L’originalité vient du sujet d’étude : Neurospora Crassa, un champignon
microscopique qui a de nombreux intérêts : une multiplication rapide et un cycle de vie
haploïde (n chromosome), ce qui favorise l’expression des mutations. Pour se faire, Beadle
recrute Tatum, spécialiste en culture de micro-organismes et alors commencent leurs travaux.
Principe de l’expérience : Il bombarde le champignon de rayons UV pour favoriser les
mutations. Ensuite, ils isolent ceux qui ne savent plus pousser sans la vitamine B6. Par
croisement, il démontre que cette auxotrophie dépend d’une mutation sur un seul gène. Ils
reproduisent cette expérience avec le tryptophane (acide aminé), et ils montrent que sa
synthèse dépend de plusieurs gènes, relatifs aux différentes étapes de sa biosynthèse.
CCL : Ces résultats ont été très bien reçus par l’académie des sciences et ils reçoivent
le prix Nobel en 1958. En 1945, Beadle affirme avoir enfin relier la génétique et la biochimie
malgré les différends entre ces deux institutions.
III/ Une découverte ambiguë
Ces travaux ont eu un impact énorme sur la biologie et ont permis entre autres
d’établir les cartes métaboliques des êtres vivants (cycle de Krebs et autres…). Cependant,
quand on se replonge dans l’histoire tout n’était pas aussi évident.
Contexte historique étrange : 2ème guerre mondiale
 Comment ont-ils réussi à conserver leurs moyens et leur main d’œuvre dans de tels
circonstances ?
Beadle avait le soutien financier de la fondation Rockefeller, mais le secret vient
d’ailleurs. Leurs travaux étaient indirectement utilisés par les industries agro alimentaires car
ils permettaient de mesurer les quantités de vitamines ou d’acides aminés dans les aliments.
Des intérêts ne se sont donc pas limités à la recherche fondamentale.
Tous les travaus de Beadle et Tatum se concluaient de la même manière : chaque étape
chimique élémentaire d’une voie métabolique était contrôlée par un gène d’où la relation « un
gène, une enzyme »
Un gène, une enzyme, attention !
 un gène peut être contrôlé par plusieurs enzymes et inversement et c’est ce que
défend Delbruck, à la tête du groupe des phages.
 Attention au piège, un gène=une enzyme ! A l’époque les chromosomes étaient
encore mal connus, on supposait qu’ils avaient un rôle de support, et que les protéines et
enzymes du noyau formaient l’information génétique. Le noyau renfermerait alors une
enzyme géante qui se répliquerait pour donner celles que l’on trouve partout ailleurs.
IV/ Les travaux de Franz Moewus
D’après le livre de Jan Sapp, Moewus est considéré comme l’un des 1ers biologistes à
tenter une analyse génétique des micro-organismes dans les années 1930.

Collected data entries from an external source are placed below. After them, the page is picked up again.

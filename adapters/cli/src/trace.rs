//! File-backed span recording.

use std::io::Write;
use std::time::{Instant, SystemTime, UNIX_EPOCH};

use serde_json::{json, Map, Value};
use shamble_core::Tracer;

struct OpenSpan {
    id: u64,
    parent_id: Option<u64>,
    name: String,
    context: Vec<(String, String)>,
    start_time: SystemTime,
    started: Instant,
}

/// Tracer that writes one JSON object per closed span.
///
/// Spans nest: a span opened while another is open records it as its parent.
/// Writing is best effort; a failed write drops the span and reports it on
/// stderr rather than aborting the simulation.
#[derive(Debug)]
pub(crate) struct FileTracer<W: Write> {
    out: W,
    next_id: u64,
    stack: Vec<OpenSpan>,
}

impl<W: Write> FileTracer<W> {
    pub(crate) fn new(out: W) -> Self {
        Self {
            out,
            next_id: 0,
            stack: Vec::new(),
        }
    }
}

impl<W: Write> Tracer for FileTracer<W> {
    fn open_span(&mut self, name: &str, context: &[(&str, &str)]) {
        let id = self.next_id;
        self.next_id += 1;
        self.stack.push(OpenSpan {
            id,
            parent_id: self.stack.last().map(|parent| parent.id),
            name: name.to_owned(),
            context: context
                .iter()
                .map(|(key, value)| ((*key).to_owned(), (*value).to_owned()))
                .collect(),
            start_time: SystemTime::now(),
            started: Instant::now(),
        });
    }

    fn close_span(&mut self) {
        let Some(span) = self.stack.pop() else {
            return;
        };
        let duration_us = u64::try_from(span.started.elapsed().as_micros()).unwrap_or(u64::MAX);
        let start_time = span
            .start_time
            .duration_since(UNIX_EPOCH)
            .map(|since| since.as_secs_f64())
            .unwrap_or(0.0);

        let mut record = Map::new();
        let _ = record.insert("id".to_owned(), json!(span.id));
        if let Some(parent_id) = span.parent_id {
            let _ = record.insert("parent_id".to_owned(), json!(parent_id));
        }
        let _ = record.insert("name".to_owned(), json!(span.name));
        let _ = record.insert("start_time".to_owned(), json!(start_time));
        let _ = record.insert("duration_us".to_owned(), json!(duration_us));
        for (key, value) in span.context {
            let _ = record.insert(key, json!(value));
        }

        if let Err(error) = writeln!(self.out, "{}", Value::Object(record)) {
            eprintln!("failed to write trace span: {error}");
        }
    }
}

impl std::fmt::Debug for OpenSpan {
    fn fmt(&self, f: &mut std::fmt::Formatter<'_>) -> std::fmt::Result {
        f.debug_struct("OpenSpan")
            .field("id", &self.id)
            .field("name", &self.name)
            .finish_non_exhaustive()
    }
}
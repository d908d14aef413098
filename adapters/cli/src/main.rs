#![deny(
    unsafe_code,
    missing_docs,
    dead_code,
    unused_results,
    non_snake_case,
    unreachable_pub
)]

//! Command-line adapter that runs the simulation in a terminal.

mod config;
mod population;
mod trace;

use std::fs::File;
use std::io::{self, BufWriter, Write};
use std::thread;
use std::time::{Duration, Instant};

use anyhow::{ensure, Context, Result};
use clap::Parser;
use rand::{Rng, SeedableRng};
use rand_chacha::ChaCha8Rng;
use shamble_core::{Area, NullTracer, Point, Tracer};
use shamble_rendering::Scene;
use shamble_system_tick::advance;
use shamble_world::Barriers;

use crate::config::Config;
use crate::population::Population;
use crate::trace::FileTracer;

fn main() -> Result<()> {
    run(&Config::parse())
}

fn run(config: &Config) -> Result<()> {
    ensure!(
        (0.0..=1.0).contains(&config.density),
        "--density must lie between 0 and 1"
    );
    ensure!(
        (0.0..=1.0).contains(&config.zombie_chance),
        "--zombie-chance must lie between 0 and 1"
    );
    ensure!(config.tick >= 0.0, "--tick must not be negative");

    let (width, height) = config.dimensions()?;
    let area = Area::new(Point::new(0, 0), Point::new(width, height));

    let mut rng = match config.seed {
        Some(seed) => ChaCha8Rng::seed_from_u64(seed),
        None => ChaCha8Rng::from_entropy(),
    };
    let barriers = random_barriers(&mut rng, config.barriers, width, height);
    let population = Population::new(
        ChaCha8Rng::seed_from_u64(rng.gen()),
        config.density,
        config.zombie_chance,
    );
    let roster =
        shamble_world::build(area, population, &barriers).context("could not build the world")?;

    let mut tracer: Box<dyn Tracer> = match &config.trace_file {
        Some(path) => {
            let file = File::create(path)
                .with_context(|| format!("could not open trace file {}", path.display()))?;
            Box::new(FileTracer::new(BufWriter::new(file)))
        }
        None => Box::new(NullTracer),
    };

    watch(roster, &barriers, config, tracer.as_mut())
}

/// Runs the simulation at the configured cadence until it reaches a
/// standstill or the tick limit.
fn watch(
    mut roster: shamble_world::Roster,
    barriers: &Barriers,
    config: &Config,
    tracer: &mut dyn Tracer,
) -> Result<()> {
    let interval = Duration::from_secs_f64(config.tick);
    let mut ticks = 0_u64;

    loop {
        if config.max_age.is_some_and(|max_age| ticks >= max_age) {
            break;
        }
        let tick_started = Instant::now();

        display(&Scene::compose(&roster, barriers))?;

        let next = advance(&roster, barriers, tracer).context("the simulation failed")?;
        ticks += 1;
        if next == roster {
            break;
        }
        roster = next;

        if let Some(remaining) = interval.checked_sub(tick_started.elapsed()) {
            thread::sleep(remaining);
        }
    }

    Ok(())
}

fn display(scene: &Scene) -> Result<()> {
    let stdout = io::stdout();
    let mut out = stdout.lock();
    // Home the cursor and clear, rather than scrolling a frame per tick.
    out.write_all(b"\x1b[H\x1b[J")?;
    for line in scene.lines() {
        writeln!(out, "{line}")?;
    }
    out.flush()?;
    Ok(())
}

/// Places `count` random one-cell-thick walls, vertical or horizontal with
/// equal chance. Walls may touch or cross; crossings just render as joins.
fn random_barriers<R: Rng>(rng: &mut R, count: u32, width: i32, height: i32) -> Barriers {
    let mut areas = Vec::with_capacity(count as usize);
    for _ in 0..count {
        let area = if rng.gen::<bool>() {
            let x = rng.gen_range(0..width);
            let mut ys = [rng.gen_range(0..height), rng.gen_range(0..height)];
            ys.sort_unstable();
            Area::new(Point::new(x, ys[0]), Point::new(x + 1, ys[1] + 1))
        } else {
            let y = rng.gen_range(0..height);
            let mut xs = [rng.gen_range(0..width), rng.gen_range(0..width)];
            xs.sort_unstable();
            Area::new(Point::new(xs[0], y), Point::new(xs[1] + 1, y + 1))
        };
        areas.push(area);
    }
    Barriers::new(areas)
}

#[cfg(test)]
mod tests {
    use super::*;

    #[test]
    fn random_barriers_stay_inside_the_world() {
        let mut rng = ChaCha8Rng::seed_from_u64(7);
        let bounds = Area::new(Point::new(0, 0), Point::new(40, 20));
        let barriers = random_barriers(&mut rng, 50, 40, 20);
        assert!(barriers.positions().all(|point| bounds.contains(point)));
    }

    #[test]
    fn random_barriers_are_one_cell_thick() {
        let mut rng = ChaCha8Rng::seed_from_u64(7);
        let barriers = random_barriers(&mut rng, 50, 40, 20);
        assert!(barriers
            .areas()
            .iter()
            .all(|area| area.width() == 1 || area.height() == 1));
    }

    #[test]
    fn barrier_generation_is_reproducible_from_a_seed() {
        let first = random_barriers(&mut ChaCha8Rng::seed_from_u64(3), 20, 60, 30);
        let second = random_barriers(&mut ChaCha8Rng::seed_from_u64(3), 20, 60, 30);
        assert_eq!(
            first.positions().collect::<Vec<_>>(),
            second.positions().collect::<Vec<_>>()
        );
    }
}
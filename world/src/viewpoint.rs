//! Character-relative read-only projection over a roster.

use std::collections::HashSet;

use shamble_core::{Area, BoundingBox, Character, LifeStateKind, Point, Vector, Viewpoint};

use crate::Roster;

/// Read-only view of a [`Roster`] from one character's position.
///
/// All queries are expressed in displacements from the origin, so decision
/// logic built on top of this never sees absolute coordinates. Shifting the
/// origin with [`Viewpoint::from_offset`] is O(1) and shares the underlying
/// roster.
#[derive(Clone, Copy, Debug)]
pub struct RosterViewpoint<'a> {
    roster: &'a Roster,
    origin: Point,
}

impl<'a> RosterViewpoint<'a> {
    /// Creates a viewpoint over the given roster anchored at `origin`.
    #[must_use]
    pub const fn new(roster: &'a Roster, origin: Point) -> Self {
        Self { roster, origin }
    }

    /// Position the viewpoint is anchored at.
    #[must_use]
    pub const fn origin(&self) -> Point {
        self.origin
    }

    /// Returns the character at the given displacement from the origin.
    #[must_use]
    pub fn character_at(&self, offset: Vector) -> Option<&'a Character> {
        self.roster.character_at(self.origin + offset)
    }
}

impl Viewpoint for RosterViewpoint<'_> {
    fn occupied_points_in(&self, bounds: BoundingBox) -> HashSet<Vector> {
        let absolute = Area::new(self.origin + bounds.lower(), self.origin + bounds.upper());
        self.roster
            .characters_in(&absolute)
            .into_iter()
            .map(|(point, _)| point - self.origin)
            .collect()
    }

    fn nearest(&self, kind: LifeStateKind) -> Option<Vector> {
        self.roster
            .nearest_to(self.origin, kind)
            .map(|(point, _)| point - self.origin)
    }

    fn from_offset(&self, offset: Vector) -> Self {
        Self {
            roster: self.roster,
            origin: self.origin + offset,
        }
    }
}
/// Errors raised by strict tree accessors and constructors.
#[derive(Clone, Copy, Debug, Error, PartialEq, Eq)]
pub enum TreeError {
    /// A strict lookup or removal referenced an unoccupied point.
    #[error("no entry at {0}")]
    NotFound(Point),
    /// A build entry lay outside the declared tree area.
    #[error("point {0} lies outside the tree area")]
    OutOfArea(Point),
}

/// Persistent map from [`Point`] to `V` over a fixed [`Area`].
#[derive(Clone, Debug)]
pub struct SpaceTree<V> {
    area: Area,
    root: Rc<Node<V>>,
}

impl<V: Clone> SpaceTree<V> {
    /// Builds a tree over the given area containing the given entries.
    ///
    /// Fails with [`TreeError::OutOfArea`] if any entry's point falls outside
    /// the area.
    pub fn build(
        area: Area,
        entries: impl IntoIterator<Item = (Point, V)>,
    ) -> Result<Self, TreeError> {
        let mut tree = Self::empty(area);
        for (point, value) in entries {
            if !area.contains(point) {
                return Err(TreeError::OutOfArea(point));
            }
            tree = tree.set(point, value);
        }
        Ok(tree)
    }

    /// Creates an empty tree over the given area.
    #[must_use]
    pub fn empty(area: Area) -> Self {
        Self {
            area,
            root: Rc::new(Node::Leaf {
                area,
                entries: Vec::new(),
            }),
        }
    }

    /// Area the tree indexes.
    #[must_use]
    pub const fn area(&self) -> Area {
        self.area
    }

    /// Number of entries stored in the tree.
    #[must_use]
    pub fn len(&self) -> usize {
        self.root.len()
    }

    /// Reports whether the tree holds no entries.
    #[must_use]
    pub fn is_empty(&self) -> bool {
        self.len() == 0
    }

    /// Returns the value stored at the given point, if any.
    #[must_use]
    pub fn get(&self, point: Point) -> Option<&V> {
        self.root.get(point)
    }

    /// Reports whether the given point holds an entry.
    #[must_use]
    pub fn contains_point(&self, point: Point) -> bool {
        self.get(point).is_some()
    }

    /// Returns the value stored at the given point, failing when absent.
    pub fn require(&self, point: Point) -> Result<&V, TreeError> {
        self.get(point).ok_or(TreeError::NotFound(point))
    }

    /// Returns a new tree with the given value stored at the given point,
    /// replacing any prior entry there.
    ///
    /// The point must lie within the tree's area; the roster layer guards
    /// this before delegating here.
    #[must_use]
    pub fn set(&self, point: Point, value: V) -> Self {
        debug_assert!(self.area.contains(point), "set out of tree area");
        Self {
            area: self.area,
            root: self.root.with_entry(point, value),
        }
    }

    /// Returns a new tree with the entry at the given point removed.
    ///
    /// Fails with [`TreeError::NotFound`] when the point holds no entry.
    pub fn unset(&self, point: Point) -> Result<Self, TreeError> {
        Ok(Self {
            area: self.area,
            root: self.root.without_entry(point)?,
        })
    }

    /// Iterates over every entry, in no particular order.
    #[must_use]
    pub fn items(&self) -> Entries<'_, V> {
        Entries {
            stack: vec![self.root.as_ref()],
            pending: [].iter(),
        }
    }

    /// All entries whose point lies within the given area.
    ///
    /// Subtrees whose area does not intersect the query are pruned without
    /// descent.
    #[must_use]
    pub fn items_in(&self, area: &Area) -> Vec<(Point, &V)> {
        let mut found = Vec::new();
        self.root.collect_in(area, &mut found);
        found
    }

    /// Returns the entry nearest to `origin` by Euclidean distance for which
    /// the predicate holds, excluding an entry at `origin` itself.
    ///
    /// When several matching entries are equidistant, the one reached first
    /// by the traversal wins; the traversal is deterministic for a given
    /// tree shape but the choice is otherwise unspecified.
    #[must_use]
    pub fn nearest_to<F>(&self, origin: Point, predicate: F) -> Option<(Point, &V)>
    where
        F: Fn(&V) -> bool,
    {
        self.root.nearest_to(origin, &predicate, f64::INFINITY)
    }
}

Grâce à ses expériences, Moewus a réussi à trouver que la synthèse et la conversion
d’hormones étaient dues à des enzymes contrôlées chacune par des gènes différents localisés
sur les chromosomes. Mais ces résultats ont été mis en doute à cause de doutes sur ses
expériences.
On peut tout de même aujourd’hui lui attribuer le mérite d’avoir vu l’intérêt des
microorganismes.
CONCLU : Le rapprochement entre la génétique et la biochimie a donc été long et difficile
malgré les multiples tentatives. On voit alors qu’une découverte, au-delà de ses difficultés
propres peut se heurter à de nombreux problèmes comme le contexte historique, les
motivations financières, les aspects pratiques (techniques, sujets d’études) ou la
reconnaissance de la communauté scientifique (il est difficile d’aller à l’encontre des idées
reçues). Et quand cette découverte parvient enfin à percer ce mur, on l’idéalise, en oubliant
ses précurseurs et ne retenant que ce qui convient aux théories actuelles.